Given an integer array nums and an integer k, return the k most frequent elements. You may return the answer in any order.

Example 1:

Input: nums = [1,1,1,2,2,3], k = 2
Output: [1,2]

Example 2:

Input: nums = [1], k = 1
Output: [1]

Constraints:

• 1 <= nums.length <= 105

• -104 <= nums[i] <= 104

• k is in the range [1, the number of unique elements in the array].

• It is guaranteed that the answer is unique.

Approach

This approach utilizes the concept of a min-heap to maintain the K most frequent elements efficiently. By using a min-heap, we always keep track of the smallest frequency element at the root, allowing us to replace it with a higher frequency element if necessary.

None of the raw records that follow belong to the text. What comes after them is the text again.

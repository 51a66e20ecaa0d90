//! Flat permission tokens: owner override plus per-module capability grants.

use std::collections::BTreeSet;

use serde::{Deserialize, Serialize};
use sqlx::SqlitePool;

use crate::{db, errors::AppError, structs::Usuario};

pub const OWNER_ROLE: &str = "propietario";

/// Granted to every signed-in user until these areas get their own module checks.
pub const ALWAYS_ON: [&str; 2] = ["graficos", "ubicaciones"];

/// Only reachable through the owner override.
pub const OWNER_ONLY: [&str; 2] = ["configuracion", "usuarios"];

#[derive(Debug, Clone, Copy, PartialEq, Eq, Hash, PartialOrd, Ord, Serialize, Deserialize)]
#[serde(rename_all = "lowercase")]
pub enum Module {
    Inventario,
    Fotocopias,
    Trabajadores,
}

/// (module, capability reported by the module check, token it grants)
const CAPABILITY_TOKENS: [(Module, &str, &str); 12] = [
    (Module::Inventario, "inventario_leer", "inventario_ver"),
    (Module::Inventario, "inventario_escribir", "inventario_crear"),
    (Module::Inventario, "inventario_editar", "inventario_editar"),
    (Module::Inventario, "inventario_eliminar", "inventario_eliminar"),
    (Module::Fotocopias, "fotocopia_leer", "fotocopias_ver"),
    (Module::Fotocopias, "fotocopia_escribir", "fotocopias_crear"),
    (Module::Fotocopias, "fotocopia_editar", "fotocopias_editar"),
    (Module::Fotocopias, "fotocopia_eliminar", "fotocopias_eliminar"),
    (Module::Trabajadores, "trabajador_leer", "trabajadores_ver"),
    (Module::Trabajadores, "trabajador_escribir", "trabajadores_crear"),
    (Module::Trabajadores, "trabajador_editar", "trabajadores_editar"),
    (Module::Trabajadores, "trabajador_eliminar", "trabajadores_eliminar"),
];

impl Module {
    pub const ALL: [Module; 3] = [Module::Inventario, Module::Fotocopias, Module::Trabajadores];

    pub fn as_str(&self) -> &'static str {
        match self {
            Module::Inventario => "inventario",
            Module::Fotocopias => "fotocopias",
            Module::Trabajadores => "trabajadores",
        }
    }

    pub fn parse(raw: &str) -> Option<Module> {
        Module::ALL.into_iter().find(|m| m.as_str() == raw)
    }

    pub fn token_for(&self, capability: &str) -> Option<&'static str> {
        CAPABILITY_TOKENS
            .iter()
            .find(|(module, cap, _)| module == self && *cap == capability)
            .map(|(_, _, token)| *token)
    }

    pub fn capabilities(&self) -> impl Iterator<Item = &'static str> + '_ {
        CAPABILITY_TOKENS
            .iter()
            .filter(move |(module, _, _)| module == self)
            .map(|(_, cap, _)| *cap)
    }
}

/// Wire shape of a module permission check.
#[derive(Debug, Clone, Default, PartialEq, Serialize, Deserialize)]
pub struct ModuleAccess {
    #[serde(rename = "hasAccess", default)]
    pub has_access: bool,
    #[serde(default)]
    pub permissions: Vec<String>,
}

/// Answers "what may this user do in this module".
pub trait ModuleSource {
    async fn check(&self, usuario_id: i64, module: Module) -> Result<ModuleAccess, AppError>;
}

/// Module checks backed by the `permisos_modulo` table.
pub struct DbModuleSource<'a> {
    pub pool: &'a SqlitePool,
}

impl ModuleSource for DbModuleSource<'_> {
    async fn check(&self, usuario_id: i64, module: Module) -> Result<ModuleAccess, AppError> {
        let permissions = db::get_module_grants(self.pool, usuario_id, module).await?;
        Ok(ModuleAccess {
            has_access: !permissions.is_empty(),
            permissions,
        })
    }
}

pub fn is_owner(user: &Usuario) -> bool {
    user.rol_global.as_deref() == Some(OWNER_ROLE) || user.rol == OWNER_ROLE || user.es_propietario
}

pub fn full_permission_set() -> BTreeSet<String> {
    Module::ALL
        .iter()
        .map(|m| m.as_str())
        .chain(CAPABILITY_TOKENS.iter().map(|(_, _, token)| *token))
        .chain(ALWAYS_ON)
        .chain(OWNER_ONLY)
        .map(str::to_owned)
        .collect()
}

fn apply_module(set: &mut BTreeSet<String>, module: Module, access: &ModuleAccess) {
    if !access.has_access {
        return;
    }
    set.insert(module.as_str().to_owned());
    for capability in &access.permissions {
        match module.token_for(capability) {
            Some(token) => {
                set.insert(token.to_owned());
            }
            None => log::warn!(
                "Ignoring unknown capability '{}' for module {}",
                capability,
                module.as_str()
            ),
        }
    }
}

pub async fn resolve_permissions<S: ModuleSource>(user: &Usuario, source: &S) -> BTreeSet<String> {
    if is_owner(user) {
        return full_permission_set();
    }

    let (inventario, fotocopias, trabajadores) = tokio::join!(
        source.check(user.id, Module::Inventario),
        source.check(user.id, Module::Fotocopias),
        source.check(user.id, Module::Trabajadores),
    );

    let mut set = BTreeSet::new();
    for (module, result) in [
        (Module::Inventario, inventario),
        (Module::Fotocopias, fotocopias),
        (Module::Trabajadores, trabajadores),
    ] {
        match result {
            Ok(access) => apply_module(&mut set, module, &access),
            Err(e) => log::warn!(
                "Permission check for module {} failed for user {}: {}",
                module.as_str(),
                user.id,
                e
            ),
        }
    }

    set.extend(ALWAYS_ON.iter().map(|t| (*t).to_owned()));
    set
}

pub fn validate_capabilities(module: Module, capabilities: &[String]) -> Result<(), AppError> {
    match capabilities.iter().find(|c| module.token_for(c).is_none()) {
        Some(unknown) => Err(AppError::validation(format!(
            "'{}' is not a capability of module {}; expected one of: {}",
            unknown,
            module.as_str(),
            module.capabilities().collect::<Vec<_>>().join(", ")
        ))),
        None => Ok(()),
    }
}

/// Permission set tied to the user it was resolved for. Starts out loading,
/// and only re-resolves when a different user (or a changed one) shows up.
#[derive(Debug, Clone, Serialize)]
pub struct PermissionState {
    pub loading: bool,
    #[serde(rename = "permisos")]
    pub permissions: BTreeSet<String>,
    #[serde(skip)]
    resolved_for: Option<(i64, String)>,
}

impl Default for PermissionState {
    fn default() -> Self {
        PermissionState {
            loading: true,
            permissions: BTreeSet::new(),
            resolved_for: None,
        }
    }
}

impl PermissionState {
    pub async fn refresh<S: ModuleSource>(&mut self, user: Option<&Usuario>, source: &S) {
        let Some(user) = user else {
            self.permissions.clear();
            self.resolved_for = None;
            self.loading = false;
            return;
        };

        let key = (user.id, user.actualizado_en.clone());
        if !self.loading && self.resolved_for.as_ref() == Some(&key) {
            return;
        }

        self.loading = true;
        self.permissions = resolve_permissions(user, source).await;
        self.resolved_for = Some(key);
        self.loading = false;
    }

    pub fn has(&self, token: &str) -> bool {
        self.permissions.contains(token)
    }
}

Here are the detailed steps:

1. Create a frequency map: Iterate through the given array and count the frequency of each element. Store this information in a frequency map, where the keys represent the elements, and the values represent their frequencies.

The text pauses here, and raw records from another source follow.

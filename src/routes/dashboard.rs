use actix_identity::Identity;
use actix_web::{get, http::header, web, HttpResponse, Responder};

use crate::{
    calculo,
    dashboard::{build_stats, DashboardStats},
    db,
    errors::AppError,
    exportar,
    routes::require,
    structs::FotocopiaDetalle,
    AppState,
};

async fn load(state: &AppState) -> Result<(DashboardStats, Vec<FotocopiaDetalle>), AppError> {
    let workers = db::get_all_workers(&state.db_pool).await?;
    let records = db::get_all_photocopies(&state.db_pool).await?;
    let prices = db::get_prices(&state.db_pool).await?;
    let inventory = db::get_all_inventory(&state.db_pool).await?;

    let stats = build_stats(&workers, &records, &prices, &inventory);
    let detail = records.into_iter().map(calculo::detail).collect();
    Ok((stats, detail))
}

fn attachment(extension: &str) -> (header::HeaderName, String) {
    let day = chrono::Utc::now().format("%Y-%m-%d");
    (
        header::CONTENT_DISPOSITION,
        format!("attachment; filename=\"reporte-{}.{}\"", day, extension),
    )
}

#[get("/dashboard/estadisticas")]
pub async fn stats_handler(
    state: web::Data<AppState>,
    identity: Option<Identity>,
) -> Result<impl Responder, AppError> {
    require(&state, identity, "graficos").await?;
    let (stats, _) = load(&state).await?;
    Ok(HttpResponse::Ok().json(stats))
}

#[get("/dashboard/exportar/excel")]
pub async fn excel_handler(
    state: web::Data<AppState>,
    identity: Option<Identity>,
) -> Result<impl Responder, AppError> {
    let user = require(&state, identity, "graficos").await?;
    let (stats, records) = load(&state).await?;
    let bytes = web::block(move || exportar::to_xlsx(&stats, &records))
        .await
        .map_err(|e| AppError::Export(e.to_string()))??;
    log::info!("User {} exported the dashboard to Excel", user.id);
    Ok(HttpResponse::Ok()
        .content_type(exportar::XLSX_CONTENT_TYPE)
        .insert_header(attachment("xlsx"))
        .body(bytes))
}

#[get("/dashboard/exportar/pdf")]
pub async fn pdf_handler(
    state: web::Data<AppState>,
    identity: Option<Identity>,
) -> Result<impl Responder, AppError> {
    let user = require(&state, identity, "graficos").await?;
    let (stats, _) = load(&state).await?;
    let fonts_dir = state.fonts_dir.clone();
    let bytes = web::block(move || exportar::to_pdf(&stats, &fonts_dir))
        .await
        .map_err(|e| AppError::Export(e.to_string()))??;
    log::info!("User {} exported the dashboard to PDF", user.id);
    Ok(HttpResponse::Ok()
        .content_type("application/pdf")
        .insert_header(attachment("pdf"))
        .body(bytes))
}

/// Printable HTML version of the dashboard.
#[get("/dashboard/reporte")]
pub async fn report_handler(
    state: web::Data<AppState>,
    identity: Option<Identity>,
) -> Result<impl Responder, AppError> {
    require(&state, identity, "graficos").await?;
    let (stats, _) = load(&state).await?;
    let html = exportar::to_html(&stats)?;
    Ok(HttpResponse::Ok()
        .content_type("text/html; charset=utf-8")
        .body(html))
}

#[cfg(test)]
mod tests {
    use actix_web::{http::StatusCode, test};
    use serde_json::{json, Value};

    use crate::test_support::{memory_pool, owner_session, test_app};

    #[actix_web::test]
    async fn stats_and_exports() {
        let app = test_app!(memory_pool().await);
        let owner = owner_session!(app);

        let req = test::TestRequest::post()
            .uri("/api/fotocopias")
            .cookie(owner.clone())
            .set_json(json!({ "cantidad": 9, "multiplicador": 10, "tipo": "bn", "doble_hoja": true }))
            .to_request();
        assert_eq!(test::call_service(&app, req).await.status(), StatusCode::CREATED);

        let req = test::TestRequest::get()
            .uri("/api/dashboard/estadisticas")
            .cookie(owner.clone())
            .to_request();
        let stats: Value = test::call_and_read_body_json(&app, req).await;
        assert_eq!(stats["fotocopias"]["paginas_bn"], 90);
        assert_eq!(stats["fotocopias"]["hojas"], 50);
        assert_eq!(stats["fotocopias_por_mes"]["labels"].as_array().unwrap().len(), 1);

        let req = test::TestRequest::get()
            .uri("/api/dashboard/exportar/excel")
            .cookie(owner.clone())
            .to_request();
        let resp = test::call_service(&app, req).await;
        assert_eq!(resp.status(), StatusCode::OK);
        let disposition = resp
            .headers()
            .get("content-disposition")
            .and_then(|v| v.to_str().ok())
            .unwrap()
            .to_owned();
        assert!(disposition.starts_with("attachment; filename=\"reporte-"));
        let body = test::read_body(resp).await;
        assert_eq!(&body[..2], b"PK");

        let req = test::TestRequest::get()
            .uri("/api/dashboard/reporte")
            .cookie(owner.clone())
            .to_request();
        let html = test::call_and_read_body(&app, req).await;
        assert!(std::str::from_utf8(&html).unwrap().contains("<table"));

        // the test state points at a missing fonts directory
        let req = test::TestRequest::get()
            .uri("/api/dashboard/exportar/pdf")
            .cookie(owner)
            .to_request();
        let resp = test::call_service(&app, req).await;
        assert_eq!(resp.status(), StatusCode::INTERNAL_SERVER_ERROR);
    }

    #[actix_web::test]
    async fn anonymous_caller_gets_401() {
        let app = test_app!(memory_pool().await);
        let req = test::TestRequest::get()
            .uri("/api/dashboard/estadisticas")
            .to_request();
        assert_eq!(test::call_service(&app, req).await.status(), StatusCode::UNAUTHORIZED);
    }
}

2. Build a heap: Initialize an empty min-heap. Iterate through the frequency map and insert each element-frequency pair into the heap. Since it is a min-heap, the element with the lowest frequency will be at the root.

3. Maintain the heap size: While inserting elements into the heap, if the size exceeds K, remove the element with the lowest frequency (root of the min-heap). This ensures that the heap always contains the K most frequent elements.

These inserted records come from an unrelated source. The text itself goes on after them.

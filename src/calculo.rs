//! Sheet and cost arithmetic for the photocopy service.

use serde::Serialize;

use crate::structs::{CalculoForm, Fotocopia, FotocopiaDetalle, PrecioConfig, TipoCopia};
use crate::utils::{coerce_int, is_truthy};

/// Largest page count a single record may carry.
pub const MAX_CANTIDAD: i64 = 100_000;
/// Largest number of copies a single record may carry.
pub const MAX_MULTIPLICADOR: i64 = 10_000;

fn clamp_inputs(cantidad: i64, multiplicador: i64) -> (i64, i64) {
    (
        cantidad.clamp(0, MAX_CANTIDAD),
        multiplicador.clamp(1, MAX_MULTIPLICADOR),
    )
}

/// Physical sheets consumed by `multiplicador` copies of a `cantidad`-page
/// document. Duplex puts two pages on a sheet; an odd trailing page still
/// takes a whole sheet. Inputs are clamped to `0..=MAX_CANTIDAD` and
/// `1..=MAX_MULTIPLICADOR`.
pub fn calculate_sheets(cantidad: i64, multiplicador: i64, doble_hoja: bool) -> i64 {
    let (cantidad, multiplicador) = clamp_inputs(cantidad, multiplicador);
    if cantidad == 0 {
        return 0;
    }

    let per_copy = if doble_hoja {
        if cantidad % 2 == 0 {
            cantidad / 2
        } else {
            cantidad / 2 + 1
        }
    } else {
        cantidad
    };

    per_copy * multiplicador
}

#[derive(Serialize, Debug, Clone, PartialEq)]
pub struct SheetEstimate {
    pub cantidad: i64,
    pub multiplicador: i64,
    pub doble_hoja: bool,
    pub paginas: i64,
    pub hojas: i64,
}

pub fn estimate(form: &CalculoForm) -> SheetEstimate {
    let (cantidad, multiplicador) = clamp_inputs(
        coerce_int(&form.cantidad, 0),
        coerce_int(&form.multiplicador, 1),
    );
    let doble_hoja = is_truthy(&form.doble_hoja);
    SheetEstimate {
        cantidad,
        multiplicador,
        doble_hoja,
        paginas: cantidad * multiplicador,
        hojas: calculate_sheets(cantidad, multiplicador, doble_hoja),
    }
}

pub fn record_pages(record: &Fotocopia) -> i64 {
    let (cantidad, multiplicador) = clamp_inputs(record.cantidad, record.multiplicador);
    cantidad * multiplicador
}

pub fn record_sheets(record: &Fotocopia) -> i64 {
    calculate_sheets(record.cantidad, record.multiplicador, record.doble_hoja)
}

pub fn detail(record: Fotocopia) -> FotocopiaDetalle {
    FotocopiaDetalle {
        paginas: record_pages(&record),
        hojas: record_sheets(&record),
        fotocopia: record,
    }
}

#[derive(Serialize, Debug, Clone, Default, PartialEq)]
pub struct CostSummary {
    pub registros: usize,
    pub paginas_bn: i64,
    pub paginas_color: i64,
    pub hojas: i64,
    pub facturables_bn: i64,
    pub facturables_color: i64,
    pub costo_bn: f64,
    pub costo_color: f64,
    pub costo_hojas: f64,
    pub total: f64,
}

/// Bills a batch of records. The grace allowances come off the aggregate
/// page counts, not off each record.
pub fn calculate_cost(records: &[Fotocopia], prices: &PrecioConfig) -> CostSummary {
    let mut summary = CostSummary {
        registros: records.len(),
        ..CostSummary::default()
    };

    for record in records {
        let pages = record_pages(record);
        match record.tipo {
            TipoCopia::Bn => summary.paginas_bn = summary.paginas_bn.saturating_add(pages),
            TipoCopia::Color => {
                summary.paginas_color = summary.paginas_color.saturating_add(pages)
            }
        }
        summary.hojas = summary.hojas.saturating_add(record_sheets(record));
    }

    summary.facturables_bn = summary
        .paginas_bn
        .saturating_sub(prices.fotocopia_gracia_bn)
        .max(0);
    summary.facturables_color = summary
        .paginas_color
        .saturating_sub(prices.fotocopia_gracia_color)
        .max(0);
    summary.costo_bn = summary.facturables_bn as f64 * prices.precio_bn;
    summary.costo_color = summary.facturables_color as f64 * prices.precio_color;
    summary.costo_hojas = summary.hojas as f64 * prices.precio_hoja;
    summary.total = summary.costo_bn + summary.costo_color + summary.costo_hojas;
    summary
}

#[cfg(test)]
mod tests {
    use super::*;
    use serde_json::json;

    fn record(cantidad: i64, multiplicador: i64, tipo: TipoCopia, doble_hoja: bool) -> Fotocopia {
        Fotocopia {
            id: 0,
            cantidad,
            multiplicador,
            tipo,
            doble_hoja,
            tipo_hoja_id: None,
            comentario: None,
            usuario_id: 1,
            registrado_en: "2025-05-01T09:00:00Z".into(),
        }
    }

    #[test]
    fn known_cases() {
        assert_eq!(calculate_sheets(9, 10, true), 50);
        assert_eq!(calculate_sheets(8, 10, true), 40);
        assert_eq!(calculate_sheets(10, 1, false), 10);
        assert_eq!(calculate_sheets(9, 1, false), 9);
        assert_eq!(calculate_sheets(1, 1, true), 1);
        assert_eq!(calculate_sheets(4, 1, true), 2);
    }

    #[test]
    fn duplex_even_and_odd() {
        for cantidad in (2..200).step_by(2) {
            assert_eq!(calculate_sheets(cantidad, 1, true), cantidad / 2);
        }
        for cantidad in (1..200).step_by(2) {
            assert_eq!(calculate_sheets(cantidad, 1, true), cantidad / 2 + 1);
        }
    }

    #[test]
    fn simplex_is_one_sheet_per_page() {
        for cantidad in 0..100 {
            assert_eq!(calculate_sheets(cantidad, 1, false), cantidad);
        }
    }

    #[test]
    fn zero_pages_is_zero_sheets() {
        for multiplicador in 1..20 {
            assert_eq!(calculate_sheets(0, multiplicador, true), 0);
            assert_eq!(calculate_sheets(0, multiplicador, false), 0);
        }
    }

    #[test]
    fn loose_inputs_fall_back_to_defaults() {
        let hojas = |cantidad, multiplicador, doble_hoja| {
            estimate(&CalculoForm {
                cantidad,
                multiplicador,
                doble_hoja,
            })
            .hojas
        };
        assert_eq!(hojas(json!("9"), json!("10"), json!(true)), 50);
        assert_eq!(hojas(json!("x"), json!(3), json!(false)), 0);
        assert_eq!(hojas(json!(5), json!(null), json!(0)), 5);
        assert_eq!(hojas(json!(5), json!(""), json!("1")), 3);
    }

    #[test]
    fn negative_copies_count_as_one() {
        let est = estimate(&CalculoForm {
            cantidad: json!(5),
            multiplicador: json!("-3"),
            doble_hoja: json!(false),
        });
        assert_eq!(est.multiplicador, 1);
        assert_eq!(est.paginas, 5);
        assert_eq!(est.hojas, 5);
        assert_eq!(calculate_sheets(5, -3, true), 3);

        let stored = record(5, -3, TipoCopia::Bn, false);
        assert_eq!(record_pages(&stored), record_sheets(&stored));
    }

    #[test]
    fn oversized_inputs_are_clamped() {
        let est = estimate(&CalculoForm {
            cantidad: json!("9223372036854775807"),
            multiplicador: json!(2),
            doble_hoja: json!(false),
        });
        assert_eq!(est.cantidad, MAX_CANTIDAD);
        assert_eq!(est.paginas, MAX_CANTIDAD * 2);

        let huge = record(i64::MAX, i64::MAX, TipoCopia::Color, true);
        assert_eq!(record_pages(&huge), MAX_CANTIDAD * MAX_MULTIPLICADOR);
        let prices = PrecioConfig {
            precio_bn: 0.0,
            precio_color: 1.0,
            precio_hoja: 0.0,
            fotocopia_gracia_bn: i64::MAX,
            fotocopia_gracia_color: 0,
        };
        let summary = calculate_cost(&[huge.clone(), huge], &prices);
        assert_eq!(summary.paginas_color, 2 * MAX_CANTIDAD * MAX_MULTIPLICADOR);
        assert_eq!(summary.facturables_bn, 0);
    }

    #[test]
    fn estimate_reports_pages_and_sheets() {
        let form = CalculoForm {
            cantidad: json!("9"),
            multiplicador: json!(10),
            doble_hoja: json!(1),
        };
        let est = estimate(&form);
        assert_eq!(est.paginas, 90);
        assert_eq!(est.hojas, 50);
        assert!(est.doble_hoja);
    }

    #[test]
    fn grace_applies_to_aggregate_counts() {
        let prices = PrecioConfig {
            precio_bn: 0.05,
            precio_color: 0.25,
            precio_hoja: 0.01,
            fotocopia_gracia_bn: 15,
            fotocopia_gracia_color: 2,
        };
        // two bn records of 10 pages each: per-record grace would bill 0, aggregate bills 5
        let records = vec![
            record(10, 1, TipoCopia::Bn, false),
            record(10, 1, TipoCopia::Bn, false),
            record(3, 1, TipoCopia::Color, true),
        ];
        let summary = calculate_cost(&records, &prices);
        assert_eq!(summary.paginas_bn, 20);
        assert_eq!(summary.paginas_color, 3);
        assert_eq!(summary.facturables_bn, 5);
        assert_eq!(summary.facturables_color, 1);
        assert_eq!(summary.hojas, 22);
        let expected = 5.0 * 0.05 + 1.0 * 0.25 + 22.0 * 0.01;
        assert!((summary.total - expected).abs() < 1e-9);
    }

    #[test]
    fn grace_larger_than_usage_bills_only_sheets() {
        let prices = PrecioConfig {
            precio_bn: 1.0,
            precio_color: 1.0,
            precio_hoja: 0.5,
            fotocopia_gracia_bn: 100,
            fotocopia_gracia_color: 100,
        };
        let summary = calculate_cost(&[record(4, 2, TipoCopia::Bn, true)], &prices);
        assert_eq!(summary.facturables_bn, 0);
        assert_eq!(summary.hojas, 4);
        assert!((summary.total - 2.0).abs() < 1e-9);
    }
}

4. Extract the top K elements: After processing all the elements in the frequency map, the min-heap will contain the K most frequent elements. Extract these elements from the heap in descending order of frequency. To do this, perform K extract-min operations on the heap, each time adding the extracted element to the result list.

5. Return the result: Return the list of K most frequent elements obtained in the previous step.

Solution

Solve it here

public class Solution {
    public int[] topKFrequent(int[] nums, int k) {
        // Count the frequency of each number
        Map<Integer, Integer> freqMap = new HashMap<>();
        for (int num : nums) {
            freqMap.put(num, freqMap.getOrDefault(num, 0) + 1);
        }
        
        // Create a min heap to store the top K frequent elements
        PriorityQueue<Integer> minHeap = new PriorityQueue<>((a, b) -> freqMap.get(a) - freqMap.get(b));
        
        // Iterate over the numbers and maintain the size of the heap to be K
        for (int num : freqMap.keySet()) {
            minHeap.offer(num);
            if (minHeap.size() > k) {
                minHeap.poll();
            }
        }
        
        // Convert the heap to an array
        int[] result = new int[k];
        int index = 0;
        while (!minHeap.isEmpty()) {
            result[index++] = minHeap.poll();
        }
        
        return result;
    }
}

Time and space complexity

Time Complexity: The time complexity of this approach is O(N log K), where N is the number of elements in the array. Constructing the frequency map takes O(N) time, and inserting and extracting elements from the min-heap take O(log K) time each. Since we perform these operations N times, the overall time complexity is O(N log K).

Space Complexity: The space complexity is O(N) to store the frequency map and O(K) for the min-heap, resulting in a total space complexity of O(N + K). One could also approximate it to O(N) since K is usually much smaller than N.